Le repère à connaître avant de se lancer
Le DEES est un diplôme de niveau bac+3 délivré après validation de plusieurs domaines de compétences distincts. Un échec sur un seul domaine n’invalide pas les autres : le candidat peut repasser uniquement l’épreuve manquante l’année suivante, ce qui limite le risque de tout perdre en cas de difficulté ponctuelle.
Les voies alternatives : VAE et reconversion professionnelle
Pour les personnes déjà en poste dans le secteur social sans détenir le diplôme, la Validation des Acquis de l’Expérience offre une voie d’accès directe. La VAE permet de faire reconnaître plusieurs années de pratique professionnelle comme équivalentes à une partie, voire à la totalité, du DEES, sous réserve de constituer un dossier détaillé et de le soutenir devant un jury.
La reconversion professionnelle reste également très fréquente dans ce métier, un peu comme pour ceux qui envisagent de devenir agent immobilier sans diplôme : beaucoup de candidats arrivent d’un premier parcours dans le commerce, l’enseignement ou la santé. Les instituts de formation proposent souvent un accompagnement spécifique pour ce public, avec des dispositifs de financement adaptés comme le compte personnel de formation ou les aides d’un conseiller Pôle emploi pour la reconversion, ce qui rend le projet accessible même après plusieurs années d’activité dans un autre domaine.
Qualités et compétences indispensables
Ce métier demande une solidité psychologique face à des situations parfois difficiles, ainsi qu’une réelle capacité à travailler en équipe pluridisciplinaire. La rigueur dans la rédaction des écrits professionnels, l’aptitude à poser un cadre tout en restant bienveillant, et la capacité d’adaptation aux publics rencontrés comptent parmi les qualités les plus recherchées par les employeurs du secteur social.
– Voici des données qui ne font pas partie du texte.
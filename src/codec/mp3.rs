use crate::utils::BitReader;
use crate::{OgmError, Result};

/// Samples per layer III frame as recorded in the OGM lacing of every packet.
pub const MP3_SAMPLES_PER_FRAME: u32 = 1152;

pub const MP3_HEADER_SIZE: usize = 4;

const BITRATES_V1: [[u32; 15]; 3] = [
    [0, 32, 64, 96, 128, 160, 192, 224, 256, 288, 320, 352, 384, 416, 448],
    [0, 32, 48, 56, 64, 80, 96, 112, 128, 160, 192, 224, 256, 320, 384],
    [0, 32, 40, 48, 56, 64, 80, 96, 112, 128, 160, 192, 224, 256, 320],
];

const BITRATES_V2: [[u32; 15]; 3] = [
    [0, 32, 48, 56, 64, 80, 96, 112, 128, 144, 160, 176, 192, 224, 256],
    [0, 8, 16, 24, 32, 40, 48, 56, 64, 80, 96, 112, 128, 144, 160],
    [0, 8, 16, 24, 32, 40, 48, 56, 64, 80, 96, 112, 128, 144, 160],
];

const SAMPLE_RATES: [[u32; 3]; 3] = [
    [44100, 48000, 32000],
    [22050, 24000, 16000],
    [11025, 12000, 8000],
];

#[derive(Debug, Clone, Copy, PartialEq, Eq)]
pub enum MpegVersion {
    Mpeg1,
    Mpeg2,
    Mpeg25,
}

impl MpegVersion {
    fn index(&self) -> usize {
        match self {
            MpegVersion::Mpeg1 => 0,
            MpegVersion::Mpeg2 => 1,
            MpegVersion::Mpeg25 => 2,
        }
    }
}

#[derive(Debug, Clone, Copy, PartialEq, Eq)]
pub struct Mp3Header {
    pub version: MpegVersion,
    pub layer: u8,          // 1, 2 or 3
    pub protected: bool,    // CRC follows the header
    pub bitrate_kbps: u32,
    pub sample_rate: u32,
    pub padding: bool,
    pub channel_mode: u8,   // 3 = mono
    /// Complete frame length including the 4 header bytes.
    pub frame_size: usize,
}

impl Mp3Header {
    pub fn parse(data: &[u8]) -> Result<Self> {
        if data.len() < MP3_HEADER_SIZE {
            return Err(OgmError::Parser("MPEG audio header too short".into()));
        }

        let mut reader = BitReader::new(&data[..MP3_HEADER_SIZE])?;

        if reader.read_bits(11)? != 0x7FF {
            return Err(OgmError::Parser("invalid MPEG audio sync word".into()));
        }

        let version = match reader.read_bits(2)? {
            0b00 => MpegVersion::Mpeg25,
            0b10 => MpegVersion::Mpeg2,
            0b11 => MpegVersion::Mpeg1,
            _ => return Err(OgmError::Parser("reserved MPEG version".into())),
        };
        let layer = match reader.read_bits(2)? {
            0b01 => 3,
            0b10 => 2,
            0b11 => 1,
            _ => return Err(OgmError::Parser("reserved MPEG layer".into())),
        };
        let protected = !reader.read_bit()?;

        let bitrate_index = reader.read_bits(4)? as usize;
        let rate_index = reader.read_bits(2)? as usize;
        let padding = reader.read_bit()?;
        reader.skip_bits(1)?; // private
        let channel_mode = reader.read_bits(2)? as u8;

        if bitrate_index == 0 || bitrate_index == 15 {
            return Err(OgmError::Parser("unsupported MPEG audio bitrate index".into()));
        }
        if rate_index == 3 {
            return Err(OgmError::Parser("reserved MPEG audio sample rate".into()));
        }

        let table = if version == MpegVersion::Mpeg1 {
            &BITRATES_V1
        } else {
            &BITRATES_V2
        };
        let bitrate_kbps = table[(layer - 1) as usize][bitrate_index];
        let sample_rate = SAMPLE_RATES[version.index()][rate_index];

        let bitrate = bitrate_kbps * 1000;
        let pad = padding as u32;
        let frame_size = match (layer, version) {
            (1, _) => (12 * bitrate / sample_rate + pad) * 4,
            (3, MpegVersion::Mpeg2) | (3, MpegVersion::Mpeg25) => 72 * bitrate / sample_rate + pad,
            _ => 144 * bitrate / sample_rate + pad,
        } as usize;

        Ok(Mp3Header {
            version,
            layer,
            protected,
            bitrate_kbps,
            sample_rate,
            padding,
            channel_mode,
            frame_size,
        })
    }

    pub fn is_layer3(&self) -> bool {
        self.layer == 3
    }

    pub fn channels(&self) -> u16 {
        if self.channel_mode == 3 {
            1
        } else {
            2
        }
    }

    /// Milliseconds of audio covered by one frame, as used for A/V sync.
    pub fn ms_per_frame(&self) -> f64 {
        1000.0 * MP3_SAMPLES_PER_FRAME as f64 / self.sample_rate as f64
    }
}

/// Finds the first offset at which a valid frame header starts.
pub fn find_header(data: &[u8]) -> Option<(usize, Mp3Header)> {
    if data.len() < MP3_HEADER_SIZE {
        return None;
    }
    (0..=data.len() - MP3_HEADER_SIZE).find_map(|pos| {
        if data[pos] != 0xFF || data[pos + 1] & 0xE0 != 0xE0 {
            return None;
        }
        Mp3Header::parse(&data[pos..]).ok().map(|header| (pos, header))
    })
}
L’observation, la patience et le sens de l’organisation complètent ce profil. Ces compétences se développent progressivement pendant les stages, qui occupent une part importante de la formation et permettent de confronter la théorie à la réalité du terrain, que ce soit en foyer, en ESAT ou dans un service de protection de l’enfance.
Débouchés, salaire et évolution de carrière
Le marché de l’emploi reste porteur pour les titulaires du DEES, avec des besoins constants dans les établissements médico-sociaux, les collectivités territoriales et les associations gestionnaires de structures. La rémunération éducateur débutant se situe généralement autour de 1 800 à 2 000 euros bruts mensuels dans le secteur public, avec des grilles légèrement variables selon les conventions collectives du secteur associatif.
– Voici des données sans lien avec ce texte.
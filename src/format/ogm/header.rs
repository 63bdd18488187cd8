use super::{PACKET_TYPE_BITS, PACKET_TYPE_HEADER};
use crate::{OgmError, Result};
use bytes::{BufMut, Bytes, BytesMut};

/// Size of the header as written, including tail padding.
pub const STREAM_HEADER_SIZE: usize = 56;

/// Bytes needed to read every field.
pub const STREAM_HEADER_MIN_SIZE: usize = 52;

/// The `streamtype` tag of a legacy stream header.
#[derive(Debug, Clone, Copy, PartialEq, Eq)]
pub enum HeaderKind {
    Video,
    Audio,
    Text,
    Index,
    Image,
}

impl HeaderKind {
    pub fn tag(&self) -> &'static str {
        match self {
            HeaderKind::Video => "video",
            HeaderKind::Audio => "audio",
            HeaderKind::Text => "text",
            HeaderKind::Index => "index",
            HeaderKind::Image => "image",
        }
    }

    fn from_tag(raw: &[u8]) -> Result<Self> {
        let end = raw.iter().position(|&b| b == 0).unwrap_or(raw.len());
        match &raw[..end] {
            b"video" => Ok(HeaderKind::Video),
            b"audio" => Ok(HeaderKind::Audio),
            b"text" => Ok(HeaderKind::Text),
            b"index" => Ok(HeaderKind::Index),
            b"image" => Ok(HeaderKind::Image),
            other => Err(OgmError::UnknownStreamType(
                String::from_utf8_lossy(other).into_owned(),
            )),
        }
    }
}

/// Parameters in the union at the end of the header.
#[derive(Debug, Clone, Copy, PartialEq, Eq)]
pub enum HeaderParams {
    Video { width: u32, height: u32 },
    Audio { channels: u16, blockalign: u16, avgbytespersec: u32 },
    Raw([u8; 8]),
}

/// The legacy fixed-layout stream header. All fields are little-endian on
/// the wire.
#[derive(Debug, Clone, PartialEq, Eq)]
pub struct StreamHeader {
    pub kind: HeaderKind,
    pub subtype: [u8; 4],
    pub size: u32,
    pub time_unit: i64,
    pub samples_per_unit: i64,
    pub default_len: u32,
    pub buffersize: u32,
    pub bits_per_sample: u16,
    pub params: HeaderParams,
}

impl StreamHeader {
    pub fn new(kind: HeaderKind) -> Self {
        let params = match kind {
            HeaderKind::Video => HeaderParams::Video { width: 0, height: 0 },
            HeaderKind::Audio => HeaderParams::Audio {
                channels: 0,
                blockalign: 0,
                avgbytespersec: 0,
            },
            _ => HeaderParams::Raw([0; 8]),
        };
        Self {
            kind,
            subtype: [0; 4],
            size: STREAM_HEADER_SIZE as u32,
            time_unit: 0,
            samples_per_unit: 0,
            default_len: 1,
            buffersize: 0,
            bits_per_sample: 0,
            params,
        }
    }

    pub fn with_subtype(mut self, subtype: [u8; 4]) -> Self {
        self.subtype = subtype;
        self
    }

    pub fn with_time_unit(mut self, time_unit: i64) -> Self {
        self.time_unit = time_unit;
        self
    }

    pub fn with_samples_per_unit(mut self, samples_per_unit: i64) -> Self {
        self.samples_per_unit = samples_per_unit;
        self
    }

    pub fn with_default_len(mut self, default_len: u32) -> Self {
        self.default_len = default_len;
        self
    }

    pub fn with_buffersize(mut self, buffersize: u32) -> Self {
        self.buffersize = buffersize;
        self
    }

    pub fn with_bits_per_sample(mut self, bits_per_sample: u16) -> Self {
        self.bits_per_sample = bits_per_sample;
        self
    }

    pub fn with_params(mut self, params: HeaderParams) -> Self {
        self.params = params;
        self
    }

    /// Parses a header from the bytes following the packet type byte.
    pub fn parse(data: &[u8]) -> Result<Self> {
        if data.len() < STREAM_HEADER_MIN_SIZE {
            return Err(OgmError::MalformedHeader(format!(
                "stream header needs {} bytes, got {}",
                STREAM_HEADER_MIN_SIZE,
                data.len()
            )));
        }

        let kind = HeaderKind::from_tag(&data[0..8])?;
        let le16 = |at: usize| u16::from_le_bytes([data[at], data[at + 1]]);
        let le32 = |at: usize| u32::from_le_bytes([data[at], data[at + 1], data[at + 2], data[at + 3]]);
        let le64 = |at: usize| {
            let mut raw = [0u8; 8];
            raw.copy_from_slice(&data[at..at + 8]);
            i64::from_le_bytes(raw)
        };

        let params = match kind {
            HeaderKind::Video => HeaderParams::Video {
                width: le32(44),
                height: le32(48),
            },
            HeaderKind::Audio => HeaderParams::Audio {
                channels: le16(44),
                blockalign: le16(46),
                avgbytespersec: le32(48),
            },
            _ => {
                let mut raw = [0u8; 8];
                raw.copy_from_slice(&data[44..52]);
                HeaderParams::Raw(raw)
            }
        };

        let mut subtype = [0u8; 4];
        subtype.copy_from_slice(&data[8..12]);

        Ok(StreamHeader {
            kind,
            subtype,
            size: le32(12),
            time_unit: le64(16),
            samples_per_unit: le64(24),
            default_len: le32(32),
            buffersize: le32(36),
            bits_per_sample: le16(40),
            params,
        })
    }

    /// Parses a complete header packet, type byte included.
    pub fn from_packet(packet: &[u8]) -> Result<Self> {
        match packet.first() {
            Some(&flags) if flags & PACKET_TYPE_BITS == PACKET_TYPE_HEADER => Self::parse(&packet[1..]),
            _ => Err(OgmError::MalformedHeader(
                "packet is not a stream header".into(),
            )),
        }
    }

    /// Writes the 56 byte wire layout.
    pub fn write_to(&self, buf: &mut BytesMut) {
        let mut streamtype = [0u8; 8];
        let tag = self.kind.tag().as_bytes();
        streamtype[..tag.len()].copy_from_slice(tag);

        buf.put_slice(&streamtype);
        buf.put_slice(&self.subtype);
        buf.put_u32_le(self.size);
        buf.put_i64_le(self.time_unit);
        buf.put_i64_le(self.samples_per_unit);
        buf.put_u32_le(self.default_len);
        buf.put_u32_le(self.buffersize);
        buf.put_u16_le(self.bits_per_sample);
        buf.put_u16_le(0); // padding
        match self.params {
            HeaderParams::Video { width, height } => {
                buf.put_u32_le(width);
                buf.put_u32_le(height);
            }
            HeaderParams::Audio {
                channels,
                blockalign,
                avgbytespersec,
            } => {
                buf.put_u16_le(channels);
                buf.put_u16_le(blockalign);
                buf.put_u32_le(avgbytespersec);
            }
            HeaderParams::Raw(raw) => buf.put_slice(&raw),
        }
        buf.put_u32_le(0); // tail padding
    }

    /// Builds the header packet: type byte followed by the header.
    pub fn to_packet(&self) -> Bytes {
        let mut buf = BytesMut::with_capacity(1 + STREAM_HEADER_SIZE);
        buf.put_u8(PACKET_TYPE_HEADER);
        self.write_to(&mut buf);
        buf.freeze()
    }

    /// Granules per second: frames for video, samples for audio and
    /// milliseconds for text.
    pub fn sample_rate(&self) -> f64 {
        match self.kind {
            HeaderKind::Audio => self.samples_per_unit as f64,
            _ if self.time_unit > 0 => 10_000_000.0 / self.time_unit as f64,
            _ => 0.0,
        }
    }

    pub fn subtype_str(&self) -> String {
        String::from_utf8_lossy(&self.subtype)
            .trim_end_matches('\0')
            .to_string()
    }

    /// Subtype as the little-endian number audio headers store as hex text.
    pub fn audio_codec(&self) -> Option<u32> {
        u32::from_str_radix(self.subtype_str().trim(), 16).ok()
    }

    pub fn width(&self) -> u32 {
        match self.params {
            HeaderParams::Video { width, .. } => width,
            _ => 0,
        }
    }

    pub fn height(&self) -> u32 {
        match self.params {
            HeaderParams::Video { height, .. } => height,
            _ => 0,
        }
    }

    pub fn channels(&self) -> u16 {
        match self.params {
            HeaderParams::Audio { channels, .. } => channels,
            _ => 0,
        }
    }

    pub fn blockalign(&self) -> u16 {
        match self.params {
            HeaderParams::Audio { blockalign, .. } => blockalign,
            _ => 0,
        }
    }

    pub fn avgbytespersec(&self) -> u32 {
        match self.params {
            HeaderParams::Audio { avgbytespersec, .. } => avgbytespersec,
            _ => 0,
        }
    }
}

#[cfg(test)]
mod tests {
    use super::*;
    use pretty_assertions::assert_eq;

    fn video_header() -> StreamHeader {
        StreamHeader::new(HeaderKind::Video)
            .with_subtype(*b"XVID")
            .with_time_unit(400_000)
            .with_samples_per_unit(1)
            .with_buffersize(65536)
            .with_bits_per_sample(24)
            .with_params(HeaderParams::Video { width: 640, height: 352 })
    }

    #[test]
    fn test_video_wire_layout() {
        let packet = video_header().to_packet();
        assert_eq!(packet.len(), 1 + STREAM_HEADER_SIZE);
        assert_eq!(packet[0], PACKET_TYPE_HEADER);
        assert_eq!(&packet[1..9], b"video\0\0\0");
        assert_eq!(&packet[9..13], b"XVID");
        assert_eq!(&packet[13..17], &56u32.to_le_bytes());
        assert_eq!(&packet[17..25], &400_000i64.to_le_bytes());
        assert_eq!(&packet[45..49], &640u32.to_le_bytes());
        assert_eq!(&packet[49..53], &352u32.to_le_bytes());

        let parsed = StreamHeader::from_packet(&packet).unwrap();
        assert_eq!(parsed, video_header());
        assert_eq!(parsed.sample_rate(), 25.0);
        assert_eq!(parsed.width(), 640);
    }

    #[test]
    fn test_audio_fields() {
        let header = StreamHeader::new(HeaderKind::Audio)
            .with_subtype(*b"0055")
            .with_time_unit(10_000_000)
            .with_samples_per_unit(44100)
            .with_params(HeaderParams::Audio {
                channels: 2,
                blockalign: 1152,
                avgbytespersec: 16000,
            });
        let parsed = StreamHeader::from_packet(&header.to_packet()).unwrap();
        assert_eq!(parsed.channels(), 2);
        assert_eq!(parsed.blockalign(), 1152);
        assert_eq!(parsed.avgbytespersec(), 16000);
        assert_eq!(parsed.sample_rate(), 44100.0);
        assert_eq!(parsed.audio_codec(), Some(0x55));
    }

    #[test]
    fn test_accepts_short_legacy_header() {
        let packet = video_header().to_packet();
        assert!(StreamHeader::parse(&packet[1..1 + STREAM_HEADER_MIN_SIZE]).is_ok());
        assert!(matches!(
            StreamHeader::parse(&packet[1..40]),
            Err(OgmError::MalformedHeader(_))
        ));
    }

    #[test]
    fn test_unknown_stream_type() {
        let mut packet = video_header().to_packet().to_vec();
        packet[1..9].copy_from_slice(b"teletex\0");
        match StreamHeader::from_packet(&packet) {
            Err(OgmError::UnknownStreamType(tag)) => assert_eq!(tag, "teletex"),
            other => panic!("unexpected result {:?}", other),
        }
    }

    #[test]
    fn test_text_rate() {
        let header = StreamHeader::new(HeaderKind::Text).with_time_unit(10_000);
        assert_eq!(header.sample_rate(), 1000.0);
    }
}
Avec l’expérience, plusieurs évolutions de carrière sont possibles : chef de service éducatif, responsable de structure, ou spécialisation vers des fonctions proches comme éducateur technique spécialisé ou conseiller en économie sociale et familiale. Ces débouchés permettent de diversifier son parcours sans quitter le secteur social, en valorisant l’expérience acquise auprès des publics accompagnés.